2) Taking apart Adam’s laptop and removing its motherboard
3) Installing the new motherboard and reassembling the laptop — It is a lot harder to follow teardown instructions in reverse that you would imagine.
4) Making sure the laptop worked.
After 7+ hours, I only half heartedly did #4. I powered the Macbook on and checked to ensure that sound, the keyboard, and the touchpad worked and then powered it down. Thank god that’s over.
Later Saturday, I tried to update my myth boxes. Using an unused hardrive, I tried to install Mythbuntu on my backend because it looked like a cool distribution and I’m not really happy with Mythdora. Unfortunately, my attempts to install 7.10a4 were a complete failure — the install kept barfing. I see that Mythdora now has a script that uses XMLTV and should work with my install of version 3.2. This would allow me to update my myth install later and get the scheduling data for next week, without having to update Myth.
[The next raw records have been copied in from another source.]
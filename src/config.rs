//! Hierarchy tables: the built-in Lox set plus JSON-file loading.
//!
//! A table is a list of raw hierarchies, each carrying its base name, an
//! optional `use` prologue, and its variant lines still in DSL form. The
//! lines are validated later by [`crate::parse::resolve`], so a table loaded
//! from disk and the built-in one go through the same checks.

use std::path::Path;

use anyhow::Context;
use serde::{Deserialize, Serialize};

#[derive(Debug, Clone, Serialize, Deserialize)]
pub struct RawHierarchy {
    pub base: String,
    #[serde(default)]
    pub uses: Vec<String>,
    pub variants: Vec<String>,
}

/// The default table: the Lox `Expr` and `Stmt` hierarchies.
pub fn builtin() -> Vec<RawHierarchy> {
    vec![
        RawHierarchy {
            base: "Expr".to_string(),
            uses: vec![
                "crate::token::Token".to_string(),
                "crate::value::LiteralValue".to_string(),
            ],
            variants: vec![
                "Assign : Token name, Box<Expr> value".to_string(),
                "Ternary : Box<Expr> condition, Box<Expr> left, Box<Expr> right".to_string(),
                "Binary : Box<Expr> left, Token operator, Box<Expr> right".to_string(),
                "Grouping : Box<Expr> expression".to_string(),
                "Literal : LiteralValue value".to_string(),
                "Unary : Token operator, Box<Expr> right".to_string(),
                "Variable : Token name".to_string(),
            ],
        },
        RawHierarchy {
            base: "Stmt".to_string(),
            uses: vec![
                "crate::ast::Expr".to_string(),
                "crate::token::Token".to_string(),
            ],
            variants: vec![
                "Break :".to_string(),
                "Continue :".to_string(),
                "While : Expr condition, Box<Stmt> body, bool is_for_loop".to_string(),
                "If : Expr condition, Box<Stmt> then_branch, Option<Box<Stmt>> else_branch"
                    .to_string(),
                "Block : Vec<Stmt> statements".to_string(),
                "Expression : Expr expression".to_string(),
                "Print : Expr expression".to_string(),
                "Var : Token name, Option<Expr> initializer".to_string(),
            ],
        },
    ]
}

/// Parse a JSON table. Deserialization failures carry the JSON path of the
/// offending element.
pub fn from_json_str(source: &str) -> anyhow::Result<Vec<RawHierarchy>> {
    let mut de = serde_json::Deserializer::from_str(source);
    let table: Vec<RawHierarchy> =
        serde_path_to_error::deserialize(&mut de).context("invalid hierarchy table")?;
    Ok(table)
}

pub fn load_file(path: &Path) -> anyhow::Result<Vec<RawHierarchy>> {
    let source = std::fs::read_to_string(path)
        .with_context(|| format!("failed to read config file `{}`", path.display()))?;
    from_json_str(&source)
        .with_context(|| format!("failed to parse config file `{}`", path.display()))
}

// ------------------------------- Tests ------------------------------------ //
Sunday, we finished papering the exterior of the garage and installed the side doors. After that I spent the afternoon starting to excavate the area around the door to prepare to put in a small landing just outside the door, and level the ground near the garage. The area wasn’t too large, but the soil has a ton of clay (including one massive chunk I had to break apart with a maul) and I didn’t want to damage the new door or tar paper on the sheathing. I also had to transplant the rosemary and hens n’ chicks in the concrete retaining wall between us and the house to the East. Phil (our GC) bought the house and is fixing it up, which includes taking down the concrete block wall that is falling and rebuilding a section of the retaining wall that is bulging out.
Monday, I was fairly ineffective, though I did have to compose an new release of C&C’s version of RT for distribution to the eval server.